--- START ---
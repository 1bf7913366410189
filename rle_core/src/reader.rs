use std::io::{Read, Write};

use tracing::debug;

use crate::error::{Error, FormatError, Result};
use crate::format::{read_header, Header, MAX_RUN};
use crate::packet::{read_packet, Packet};
use crate::stats::Stats;

/// Sequential reader for RLE streams.
///
/// # Open sequence
/// [`Decoder::new`] reads the 4-byte header and validates it before handing
/// back a decoder, so no output is ever produced for a foreign stream.
///
/// # Access pattern
/// Packets are read strictly in order. Expansion goes through a fixed
/// 255-byte buffer, one packet at a time; the total output size is never
/// needed up front.
pub struct Decoder<R: Read> {
    input: R,
    header: Header,
    stats: Stats,
}

impl<R: Read> Decoder<R> {
    /// Read and validate the header.
    ///
    /// A header cut short by end-of-stream counts as a format problem, not a
    /// truncation: the input simply is not an RLE stream.
    pub fn new(mut input: R) -> Result<Self> {
        let header = match read_header(&mut input) {
            Ok(header) => header,
            Err(Error::Truncated(_)) => return Err(FormatError::TruncatedHeader.into()),
            Err(e) => return Err(e),
        };
        header.validate()?;

        Ok(Self {
            input,
            header,
            stats: Stats::default(),
        })
    }

    pub fn header(&self) -> &Header {
        &self.header
    }

    /// Next packet, or `None` at a clean end of stream.
    pub fn next_packet(&mut self) -> Result<Option<Packet>> {
        let packet = read_packet(&mut self.input)?;
        if packet.is_some() {
            self.stats.packets += 1;
        }
        Ok(packet)
    }

    /// Expand every remaining packet into `output`, then flush it.
    pub fn expand_into<W: Write + ?Sized>(mut self, output: &mut W) -> Result<Stats> {
        let mut buf = [0u8; MAX_RUN as usize];
        while let Some(packet) = self.next_packet()? {
            let run = &mut buf[..packet.count as usize];
            run.fill(packet.value);
            output.write_all(run)?;
            self.stats.raw_bytes += u64::from(packet.count);
        }
        output.flush()?;

        debug!(
            raw_bytes = self.stats.raw_bytes,
            packets = self.stats.packets,
            "decoded stream"
        );
        Ok(self.stats)
    }
}

/// Validate the header of `input` and expand its packets into `output`.
pub fn decompress<R: Read, W: Write>(input: R, mut output: W) -> Result<Stats> {
    Decoder::new(input)?.expand_into(&mut output)
}
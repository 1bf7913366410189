use std::borrow::Cow;
use std::ffi::{OsStr, OsString};
use std::path::{Path, PathBuf};

use tracing::warn;

/// File extension appended on compression and required on decompression.
pub const EXTENSION: &str = ".rle";

/// Character budget for derived output file names.
pub const MAX_FILENAME_LEN: usize = 255;

/// True when `path` ends in the literal `.rle` and has something before it.
///
/// Compared on raw bytes, so names that are not UTF-8 are fine.
pub fn has_rle_extension(path: &Path) -> bool {
    let bytes = raw_bytes(path.as_os_str());
    bytes.len() > EXTENSION.len() && bytes.ends_with(EXTENSION.as_bytes())
}

/// `<path>.rle`, with `path` cut so the result fits `MAX_FILENAME_LEN` characters.
pub fn compressed_name(path: &Path) -> PathBuf {
    let budget = MAX_FILENAME_LEN - EXTENSION.len();
    let mut out = truncate(raw_bytes(path.as_os_str()), budget);
    out.extend_from_slice(EXTENSION.as_bytes());
    from_raw_bytes(out).into()
}

/// `path` without its `.rle` suffix, cut to `MAX_FILENAME_LEN` characters.
///
/// Returns `None` when `path` does not carry the extension.
pub fn decompressed_name(path: &Path) -> Option<PathBuf> {
    if !has_rle_extension(path) {
        return None;
    }
    let bytes = raw_bytes(path.as_os_str());
    let stem = Cow::Borrowed(&bytes[..bytes.len() - EXTENSION.len()]);
    Some(from_raw_bytes(truncate(stem, MAX_FILENAME_LEN)).into())
}

/// Keep at most `max` characters. UTF-8 names are cut on a char boundary,
/// anything else is counted in bytes.
fn truncate(name: Cow<'_, [u8]>, max: usize) -> Vec<u8> {
    let cut = match std::str::from_utf8(&name) {
        Ok(text) => text.char_indices().nth(max).map(|(i, _)| i),
        Err(_) => (name.len() > max).then_some(max),
    };
    match cut {
        Some(cut) => {
            warn!(
                file = %String::from_utf8_lossy(&name),
                max,
                "file name too long, truncating derived output name"
            );
            name[..cut].to_vec()
        }
        None => name.into_owned(),
    }
}

#[cfg(unix)]
fn raw_bytes(name: &OsStr) -> Cow<'_, [u8]> {
    use std::os::unix::ffi::OsStrExt;
    Cow::Borrowed(name.as_bytes())
}

#[cfg(unix)]
fn from_raw_bytes(bytes: Vec<u8>) -> OsString {
    use std::os::unix::ffi::OsStringExt;
    OsString::from_vec(bytes)
}

#[cfg(not(unix))]
fn raw_bytes(name: &OsStr) -> Cow<'_, [u8]> {
    match name.to_string_lossy() {
        Cow::Borrowed(text) => Cow::Borrowed(text.as_bytes()),
        Cow::Owned(text) => Cow::Owned(text.into_bytes()),
    }
}

#[cfg(not(unix))]
fn from_raw_bytes(bytes: Vec<u8>) -> OsString {
    String::from_utf8_lossy(&bytes).into_owned().into()
}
--- END ---
• **How to complete this task**:
State the number of lines above that include the word "reader", and write nothing besides that number.

• **Exercise answer**:
2